WORK REQUIRED: Search the entries for the word "AppError". Copy every line that holds it.

*** Opening of MATERIAL PROVIDED ***

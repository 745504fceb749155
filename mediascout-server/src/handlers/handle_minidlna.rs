use axum::{extract::State, response::Json};
use serde::Serialize;

use crate::infra::{
    app_state::AppState,
    errors::{AppError, AppResult},
    minidlna::MinidlnaError,
};

#[derive(Debug, Serialize)]
pub struct RescanResponse {
    pub message: &'static str,
}

/// Ask Portainer to restart minidlna so it picks up new covers.
pub async fn trigger_minidlna_handler(
    State(state): State<AppState>,
) -> AppResult<Json<RescanResponse>> {
    let client = state
        .minidlna
        .as_ref()
        .ok_or_else(|| AppError::from(MinidlnaError::NotConfigured))?;
    client.trigger_rescan().await?;

    Ok(Json(RescanResponse {
        message: "Minidlna rescan triggered successfully",
    }))
}
use std::collections::HashMap;
use std::fs;
use std::io::Cursor;
use std::path::Path;
use std::sync::Arc;
use std::time::Duration;

use async_trait::async_trait;
use axum::http::StatusCode;
use axum_test::TestServer;
use image::{DynamicImage, GenericImageView, ImageFormat, RgbImage};
use serde_json::{Value, json};
use tempfile::TempDir;

use mediascout_core::model::{Candidate, ParsedTitle, PosterOption};
use mediascout_core::{
    ArtworkSource, CoverSettings, CoverWriter, MetadataProvider, Result,
    ScoutError, SelectionWorkflow, TitleParser, WorkflowOptions,
};
use mediascout_server::handlers::encode_directory;
use mediascout_server::infra::minidlna::{MinidlnaClient, MinidlnaSettings};
use mediascout_server::{AppState, create_app};

#[derive(Debug)]
struct FakeCatalogue {
    movies: Vec<Candidate>,
}

#[async_trait]
impl MetadataProvider for FakeCatalogue {
    async fn search(&self, title: &ParsedTitle) -> Result<Vec<Candidate>> {
        let wanted = title.title.to_lowercase();
        Ok(self
            .movies
            .iter()
            .filter(|m| m.title.to_lowercase().contains(&wanted))
            .cloned()
            .collect())
    }

    async fn movie_details(&self, external_id: u64) -> Result<Candidate> {
        self.movies
            .iter()
            .find(|m| m.external_id == external_id)
            .cloned()
            .ok_or_else(|| {
                ScoutError::MetadataNotFound(format!("movie {external_id}"))
            })
    }

    async fn posters(&self, external_id: u64) -> Result<Vec<PosterOption>> {
        Ok(vec![PosterOption {
            path: format!("/alt-{external_id}.jpg"),
            thumb_url: format!("http://img/w185/alt-{external_id}.jpg"),
            full_url: format!("http://img/original/alt-{external_id}.jpg"),
        }])
    }
}

#[derive(Debug)]
struct FakeArtwork {
    images: HashMap<String, Vec<u8>>,
}

#[async_trait]
impl ArtworkSource for FakeArtwork {
    async fn fetch(&self, url: &str) -> Result<Vec<u8>> {
        self.images
            .get(url)
            .cloned()
            .ok_or_else(|| ScoutError::Fetch(format!("{url}: HTTP 404")))
    }
}

fn png() -> Vec<u8> {
    let mut out = Cursor::new(Vec::new());
    DynamicImage::ImageRgb8(RgbImage::from_pixel(
        200,
        300,
        image::Rgb([200, 40, 40]),
    ))
    .write_to(&mut out, ImageFormat::Png)
    .unwrap();
    out.into_inner()
}

fn movie(id: u64, title: &str, year: u16, poster: &str) -> Candidate {
    Candidate {
        external_id: id,
        title: title.into(),
        original_title: None,
        year: Some(year),
        poster_reference: Some(poster.into()),
        popularity_score: 10.0,
        overview: None,
    }
}

struct Fixture {
    _media: TempDir,
    root: std::path::PathBuf,
    server: TestServer,
}

fn fixture() -> Fixture {
    fixture_with(|state| state)
}

fn fixture_with(customize: impl FnOnce(AppState) -> AppState) -> Fixture {
    let media = TempDir::new().unwrap();
    let root = media.path().to_path_buf();
    fs::write(root.join("The.Matrix.1999.1080p.BluRay.x264.mkv"), b"v").unwrap();
    fs::write(root.join("Alien (1979).mkv"), b"v").unwrap();
    fs::write(root.join("Covered.mkv"), b"v").unwrap();
    fs::write(root.join("Covered.jpg"), b"j").unwrap();
    fs::write(root.join("notes.txt"), b"n").unwrap();

    let settings = CoverSettings::default();
    let artwork = FakeArtwork {
        images: HashMap::from([(settings.artwork_url("/matrix.jpg"), png())]),
    };
    let catalogue = FakeCatalogue {
        movies: vec![
            movie(603, "The Matrix", 1999, "/matrix.jpg"),
            movie(348, "Alien", 1979, "/missing.jpg"),
        ],
    };
    let workflow = SelectionWorkflow::new(
        TitleParser::default(),
        Arc::new(catalogue),
        CoverWriter::new(Arc::new(artwork), settings),
        WorkflowOptions::default(),
    );
    let state = customize(AppState::new(
        workflow,
        vec![root.clone()],
        vec!["mkv".into()],
    ));
    let server = TestServer::new(create_app(state)).unwrap();

    Fixture {
        _media: media,
        root,
        server,
    }
}

fn key(root: &Path) -> String {
    encode_directory(&root.to_string_lossy())
}

#[tokio::test]
async fn health_reports_ok() {
    let fx = fixture();
    let response = fx.server.get("/health").await;
    response.assert_status_ok();
    let body: Value = response.json();
    assert_eq!(body["status"], "ok");
    assert_eq!(body["directories"], 1);
    assert!(body.get("rate_limit").is_none());
    assert!(body.get("minidlna").is_none());
}

#[tokio::test]
async fn directories_list_counts_missing_covers() {
    let fx = fixture();
    let body: Value = fx.server.get("/api/directories").await.json();
    let entry = &body["directories"][0];
    assert_eq!(entry["directory_b64"], key(&fx.root));
    assert_eq!(entry["total_files"], 3);
    assert_eq!(entry["missing_covers"], 2);
    assert_eq!(entry["status"], "action_needed");
}

#[tokio::test]
async fn scan_rejects_unconfigured_directories() {
    let fx = fixture();
    let other = TempDir::new().unwrap();

    let response = fx
        .server
        .get(&format!("/api/scan/{}", key(other.path())))
        .await;
    response.assert_status(StatusCode::FORBIDDEN);
    let body: Value = response.json();
    assert_eq!(body["error"]["status"], 403);
    assert_eq!(body["error"]["message"], "Directory not allowed");

    fx.server
        .get("/api/scan/not*base64")
        .await
        .assert_status(StatusCode::FORBIDDEN);
}

#[tokio::test]
async fn scan_lists_needs_cover_files_with_parsed_titles() {
    let fx = fixture();
    let response = fx.server.get(&format!("/api/scan/{}", key(&fx.root))).await;
    response.assert_status_ok();
    let body: Value = response.json();

    assert_eq!(body["total_files"], 3);
    assert_eq!(body["missing_covers"], 2);
    let files = body["files"].as_array().unwrap();
    assert_eq!(files[0]["media_file"]["stem"], "Alien (1979)");
    assert_eq!(files[0]["parsed"]["title"], "Alien");
    assert_eq!(files[0]["parsed"]["year"], 1979);
    assert_eq!(files[1]["parsed"]["title"], "The Matrix");
    assert_eq!(files[1]["parsed"]["year"], 1999);
}

#[tokio::test]
async fn candidates_are_built_for_each_file() {
    let fx = fixture();
    let response = fx
        .server
        .post("/api/candidates")
        .json(&json!({ "directory_b64": key(&fx.root) }))
        .await;
    response.assert_status_ok();
    let sets: Value = response.json();
    let sets = sets.as_array().unwrap();

    assert_eq!(sets.len(), 2);
    assert_eq!(sets[1]["candidates"][0]["external_id"], 603);
    assert!(sets.iter().all(|s| s["state"] == "awaiting_selection"));
}

#[tokio::test]
async fn search_needs_a_title() {
    let fx = fixture();
    let response = fx
        .server
        .post("/api/search-movie")
        .json(&json!({ "title": "  " }))
        .await;
    response.assert_status(StatusCode::BAD_REQUEST);

    let body: Value = fx
        .server
        .post("/api/search-movie")
        .json(&json!({ "title": "alien", "year": 1979 }))
        .await
        .json();
    assert_eq!(body["results"][0]["title"], "Alien");
}

#[tokio::test]
async fn movie_details_include_posters() {
    let fx = fixture();
    let body: Value = fx.server.get("/api/movies/603").await.json();
    assert_eq!(body["movie"]["title"], "The Matrix");
    assert_eq!(body["posters"][0]["path"], "/alt-603.jpg");

    fx.server
        .get("/api/movies/1")
        .await
        .assert_status(StatusCode::NOT_FOUND);
    fx.server
        .get("/api/movies/0")
        .await
        .assert_status(StatusCode::BAD_REQUEST);
}

#[tokio::test]
async fn save_covers_reports_each_file_in_order() {
    let fx = fixture();
    let matrix = fx.root.join("The.Matrix.1999.1080p.BluRay.x264.mkv");
    let alien = fx.root.join("Alien (1979).mkv");
    let outside = TempDir::new().unwrap();
    let stray = outside.path().join("Stray.mkv");
    fs::write(&stray, b"v").unwrap();

    let response = fx
        .server
        .post("/api/save-covers")
        .json(&json!({
            "selections": [
                {
                    "path": matrix,
                    "candidate": movie(603, "The Matrix", 1999, "/matrix.jpg"),
                },
                {
                    "path": alien,
                    "candidate": movie(348, "Alien", 1979, "/missing.jpg"),
                },
                { "path": stray },
                { "path": fx.root.join("Covered.mkv") },
            ]
        }))
        .await;
    response.assert_status_ok();
    let body: Value = response.json();

    assert_eq!(body["written"], 1);
    assert_eq!(body["failed"], 2);
    assert_eq!(body["skipped"], 1);
    let statuses: Vec<&str> = body["outcomes"]
        .as_array()
        .unwrap()
        .iter()
        .map(|o| o["status"].as_str().unwrap())
        .collect();
    assert_eq!(statuses, ["written", "failed", "failed", "skipped"]);
    assert!(
        body["outcomes"][2]["error"]
            .as_str()
            .unwrap()
            .contains("outside configured directories")
    );

    let cover = image::open(fx.root.join("The.Matrix.1999.1080p.BluRay.x264.jpg"))
        .unwrap();
    assert_eq!(cover.dimensions(), (160, 160));
    assert!(!fx.root.join("Alien (1979).jpg").exists());

    let rescan: Value = fx
        .server
        .get(&format!("/api/scan/{}", key(&fx.root)))
        .await
        .json();
    assert_eq!(rescan["missing_covers"], 1);
}

#[tokio::test]
async fn save_covers_rejects_paths_without_a_stem() {
    let fx = fixture();
    fx.server
        .post("/api/save-covers")
        .json(&json!({ "selections": [{ "path": fx.root.join("noext") }] }))
        .await
        .assert_status(StatusCode::BAD_REQUEST);
}

async fn spawn_portainer(webhook_status: StatusCode) -> String {
    let router = axum::Router::new()
        .route("/", axum::routing::get(|| async { "MiniDLNA status" }))
        .route(
            "/api/webhooks/rescan",
            axum::routing::post(move || async move { webhook_status }),
        );
    let listener = tokio::net::TcpListener::bind("127.0.0.1:0").await.unwrap();
    let addr = listener.local_addr().unwrap();
    tokio::spawn(async move {
        axum::serve(listener, router).await.unwrap();
    });
    format!("http://{addr}")
}

fn minidlna(base: &str) -> MinidlnaClient {
    MinidlnaClient::new(MinidlnaSettings {
        status_url: Some(base.to_string()),
        webhook_url: Some(format!("{base}/api/webhooks/rescan")),
        status_timeout: Duration::from_secs(2),
        status_ttl: Duration::from_secs(60),
        webhook_timeout: Duration::from_secs(2),
        accept_invalid_certs: false,
    })
    .unwrap()
}

#[tokio::test]
async fn rescan_without_webhook_is_not_found() {
    let fx = fixture();
    let response = fx.server.post("/api/trigger-minidlna").await;
    response.assert_status(StatusCode::NOT_FOUND);
    let body: Value = response.json();
    assert_eq!(body["error"]["message"], "minidlna rescan is not configured");
}

#[tokio::test]
async fn rescan_and_status_go_through_minidlna() {
    let base = spawn_portainer(StatusCode::NO_CONTENT).await;
    let client = minidlna(&base);
    let fx = fixture_with(|state| state.with_minidlna(client));

    let health: Value = fx.server.get("/health").await.json();
    assert_eq!(health["minidlna"], "up");

    let response = fx.server.post("/api/trigger-minidlna").await;
    response.assert_status_ok();
    let body: Value = response.json();
    assert_eq!(body["message"], "Minidlna rescan triggered successfully");
}

#[tokio::test]
async fn failed_webhook_is_a_bad_gateway() {
    let base = spawn_portainer(StatusCode::INTERNAL_SERVER_ERROR).await;
    let client = minidlna(&base);
    let fx = fixture_with(|state| state.with_minidlna(client));

    let response = fx.server.post("/api/trigger-minidlna").await;
    response.assert_status(StatusCode::BAD_GATEWAY);
    let body: Value = response.json();
    assert!(
        body["error"]["message"]
            .as_str()
            .unwrap()
            .contains("500")
    );
}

*** Close of MATERIAL PROVIDED ***

ANSWER SECTION:
    errors::{AppError, AppResult},
        .ok_or_else(|| AppError::from(MinidlnaError::NotConfigured))?;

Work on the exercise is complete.